Going down the listing below, print exactly each line from the one with "let mut previous" up to and including the one with "assert!((delta.percent - 17.647).abs()", and skip the rest.

--- Data supplied ---

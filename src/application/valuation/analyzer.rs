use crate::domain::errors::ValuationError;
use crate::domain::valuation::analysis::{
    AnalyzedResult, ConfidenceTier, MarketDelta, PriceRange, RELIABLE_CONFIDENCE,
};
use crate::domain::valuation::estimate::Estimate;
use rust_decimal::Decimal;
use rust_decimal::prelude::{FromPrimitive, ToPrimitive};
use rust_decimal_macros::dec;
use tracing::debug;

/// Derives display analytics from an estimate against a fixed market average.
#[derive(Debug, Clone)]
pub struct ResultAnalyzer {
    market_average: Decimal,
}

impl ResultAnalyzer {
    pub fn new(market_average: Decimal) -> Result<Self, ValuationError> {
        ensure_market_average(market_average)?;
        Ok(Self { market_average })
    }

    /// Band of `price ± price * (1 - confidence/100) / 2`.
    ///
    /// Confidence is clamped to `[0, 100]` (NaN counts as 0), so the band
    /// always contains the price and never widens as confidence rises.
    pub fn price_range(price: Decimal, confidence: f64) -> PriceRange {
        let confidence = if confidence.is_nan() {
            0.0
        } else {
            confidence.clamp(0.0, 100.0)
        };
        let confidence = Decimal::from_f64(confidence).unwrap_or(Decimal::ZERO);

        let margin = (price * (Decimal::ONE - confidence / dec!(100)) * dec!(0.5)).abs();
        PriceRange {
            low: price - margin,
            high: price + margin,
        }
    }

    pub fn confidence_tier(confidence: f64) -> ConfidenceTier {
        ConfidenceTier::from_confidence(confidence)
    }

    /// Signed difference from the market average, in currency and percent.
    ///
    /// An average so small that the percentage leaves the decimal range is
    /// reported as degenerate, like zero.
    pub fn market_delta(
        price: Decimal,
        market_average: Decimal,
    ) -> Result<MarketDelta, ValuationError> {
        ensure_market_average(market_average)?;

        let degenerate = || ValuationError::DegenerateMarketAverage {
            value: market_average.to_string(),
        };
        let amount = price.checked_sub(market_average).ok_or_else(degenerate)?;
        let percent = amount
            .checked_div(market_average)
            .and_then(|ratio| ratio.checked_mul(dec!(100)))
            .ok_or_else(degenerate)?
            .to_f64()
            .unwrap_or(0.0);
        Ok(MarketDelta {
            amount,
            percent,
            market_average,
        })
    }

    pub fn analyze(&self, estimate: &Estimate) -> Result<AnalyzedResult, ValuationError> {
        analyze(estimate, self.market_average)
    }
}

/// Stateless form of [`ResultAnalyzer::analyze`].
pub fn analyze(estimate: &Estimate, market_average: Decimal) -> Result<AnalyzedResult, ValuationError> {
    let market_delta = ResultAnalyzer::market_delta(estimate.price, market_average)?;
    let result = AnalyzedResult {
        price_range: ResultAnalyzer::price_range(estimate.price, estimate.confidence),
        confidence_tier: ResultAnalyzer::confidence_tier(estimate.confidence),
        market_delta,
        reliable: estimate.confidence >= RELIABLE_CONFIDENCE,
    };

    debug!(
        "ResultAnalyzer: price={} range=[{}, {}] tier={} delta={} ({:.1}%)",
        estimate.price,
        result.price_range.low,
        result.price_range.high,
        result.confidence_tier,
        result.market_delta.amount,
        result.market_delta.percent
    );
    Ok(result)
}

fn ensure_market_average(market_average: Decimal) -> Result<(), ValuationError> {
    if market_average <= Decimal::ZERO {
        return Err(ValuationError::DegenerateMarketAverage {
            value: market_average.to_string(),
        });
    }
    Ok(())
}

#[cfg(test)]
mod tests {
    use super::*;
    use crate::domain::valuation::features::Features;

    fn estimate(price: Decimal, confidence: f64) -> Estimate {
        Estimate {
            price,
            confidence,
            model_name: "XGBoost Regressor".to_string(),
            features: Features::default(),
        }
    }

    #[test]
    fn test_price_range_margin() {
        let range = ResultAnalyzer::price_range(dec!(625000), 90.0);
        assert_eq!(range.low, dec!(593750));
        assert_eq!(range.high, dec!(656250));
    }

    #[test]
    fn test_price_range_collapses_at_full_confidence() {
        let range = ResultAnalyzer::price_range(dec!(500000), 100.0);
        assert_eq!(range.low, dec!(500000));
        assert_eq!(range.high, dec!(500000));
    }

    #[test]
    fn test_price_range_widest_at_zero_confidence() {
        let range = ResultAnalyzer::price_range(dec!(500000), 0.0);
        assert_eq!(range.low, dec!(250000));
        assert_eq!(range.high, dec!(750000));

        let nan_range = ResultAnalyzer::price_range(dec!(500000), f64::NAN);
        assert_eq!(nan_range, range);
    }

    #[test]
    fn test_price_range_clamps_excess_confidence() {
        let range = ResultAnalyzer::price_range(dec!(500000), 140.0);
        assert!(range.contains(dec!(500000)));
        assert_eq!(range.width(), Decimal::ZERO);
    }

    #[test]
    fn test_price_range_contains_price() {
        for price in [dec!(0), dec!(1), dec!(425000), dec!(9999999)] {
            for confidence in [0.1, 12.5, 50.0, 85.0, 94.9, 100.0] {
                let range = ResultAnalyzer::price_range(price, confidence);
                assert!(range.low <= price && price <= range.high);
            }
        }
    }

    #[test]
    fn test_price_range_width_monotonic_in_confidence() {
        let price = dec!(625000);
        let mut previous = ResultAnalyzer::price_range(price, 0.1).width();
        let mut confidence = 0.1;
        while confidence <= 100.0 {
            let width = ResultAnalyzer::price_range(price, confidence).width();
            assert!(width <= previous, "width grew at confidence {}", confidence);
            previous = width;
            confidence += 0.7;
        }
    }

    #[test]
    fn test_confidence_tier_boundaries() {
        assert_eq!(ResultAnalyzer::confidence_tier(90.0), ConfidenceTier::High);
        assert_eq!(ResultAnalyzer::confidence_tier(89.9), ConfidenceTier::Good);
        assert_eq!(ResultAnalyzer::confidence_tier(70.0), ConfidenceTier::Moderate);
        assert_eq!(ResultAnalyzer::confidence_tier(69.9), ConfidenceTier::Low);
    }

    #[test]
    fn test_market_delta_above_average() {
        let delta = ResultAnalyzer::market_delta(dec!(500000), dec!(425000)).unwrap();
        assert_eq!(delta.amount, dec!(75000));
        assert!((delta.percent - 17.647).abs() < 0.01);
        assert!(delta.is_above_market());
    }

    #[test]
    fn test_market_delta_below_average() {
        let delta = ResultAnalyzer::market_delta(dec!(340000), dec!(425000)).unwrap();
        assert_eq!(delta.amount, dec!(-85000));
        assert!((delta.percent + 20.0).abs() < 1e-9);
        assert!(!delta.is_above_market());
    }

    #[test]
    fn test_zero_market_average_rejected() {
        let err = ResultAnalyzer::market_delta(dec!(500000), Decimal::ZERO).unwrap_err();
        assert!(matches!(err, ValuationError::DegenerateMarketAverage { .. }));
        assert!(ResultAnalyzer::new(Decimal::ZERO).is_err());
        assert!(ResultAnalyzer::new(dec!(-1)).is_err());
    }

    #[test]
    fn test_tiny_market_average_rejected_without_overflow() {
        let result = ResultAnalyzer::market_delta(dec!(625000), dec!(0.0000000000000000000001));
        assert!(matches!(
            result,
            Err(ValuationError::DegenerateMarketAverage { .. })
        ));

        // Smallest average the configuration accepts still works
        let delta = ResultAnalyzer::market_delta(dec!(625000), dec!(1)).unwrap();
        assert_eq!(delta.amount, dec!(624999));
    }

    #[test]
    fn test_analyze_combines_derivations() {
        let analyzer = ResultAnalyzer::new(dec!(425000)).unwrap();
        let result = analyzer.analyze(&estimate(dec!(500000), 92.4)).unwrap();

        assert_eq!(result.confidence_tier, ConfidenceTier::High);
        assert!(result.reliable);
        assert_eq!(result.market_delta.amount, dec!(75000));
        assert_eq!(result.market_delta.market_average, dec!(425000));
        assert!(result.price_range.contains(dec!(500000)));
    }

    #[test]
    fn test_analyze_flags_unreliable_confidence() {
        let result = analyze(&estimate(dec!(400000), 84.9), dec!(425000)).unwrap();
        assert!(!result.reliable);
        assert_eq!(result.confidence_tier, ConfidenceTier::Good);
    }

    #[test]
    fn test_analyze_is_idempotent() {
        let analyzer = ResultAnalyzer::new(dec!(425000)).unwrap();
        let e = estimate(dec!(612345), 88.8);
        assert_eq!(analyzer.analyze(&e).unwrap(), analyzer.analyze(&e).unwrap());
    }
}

---

• Exercise response:
        let mut previous = ResultAnalyzer::price_range(price, 0.1).width();
        let mut confidence = 0.1;
        while confidence <= 100.0 {
            let width = ResultAnalyzer::price_range(price, confidence).width();
            assert!(width <= previous, "width grew at confidence {}", confidence);
            previous = width;
            confidence += 0.7;
        }
    }

    #[test]
    fn test_confidence_tier_boundaries() {
        assert_eq!(ResultAnalyzer::confidence_tier(90.0), ConfidenceTier::High);
        assert_eq!(ResultAnalyzer::confidence_tier(89.9), ConfidenceTier::Good);
        assert_eq!(ResultAnalyzer::confidence_tier(70.0), ConfidenceTier::Moderate);
        assert_eq!(ResultAnalyzer::confidence_tier(69.9), ConfidenceTier::Low);
    }

    #[test]
    fn test_market_delta_above_average() {
        let delta = ResultAnalyzer::market_delta(dec!(500000), dec!(425000)).unwrap();
        assert_eq!(delta.amount, dec!(75000));
        assert!((delta.percent - 17.647).abs() < 0.01);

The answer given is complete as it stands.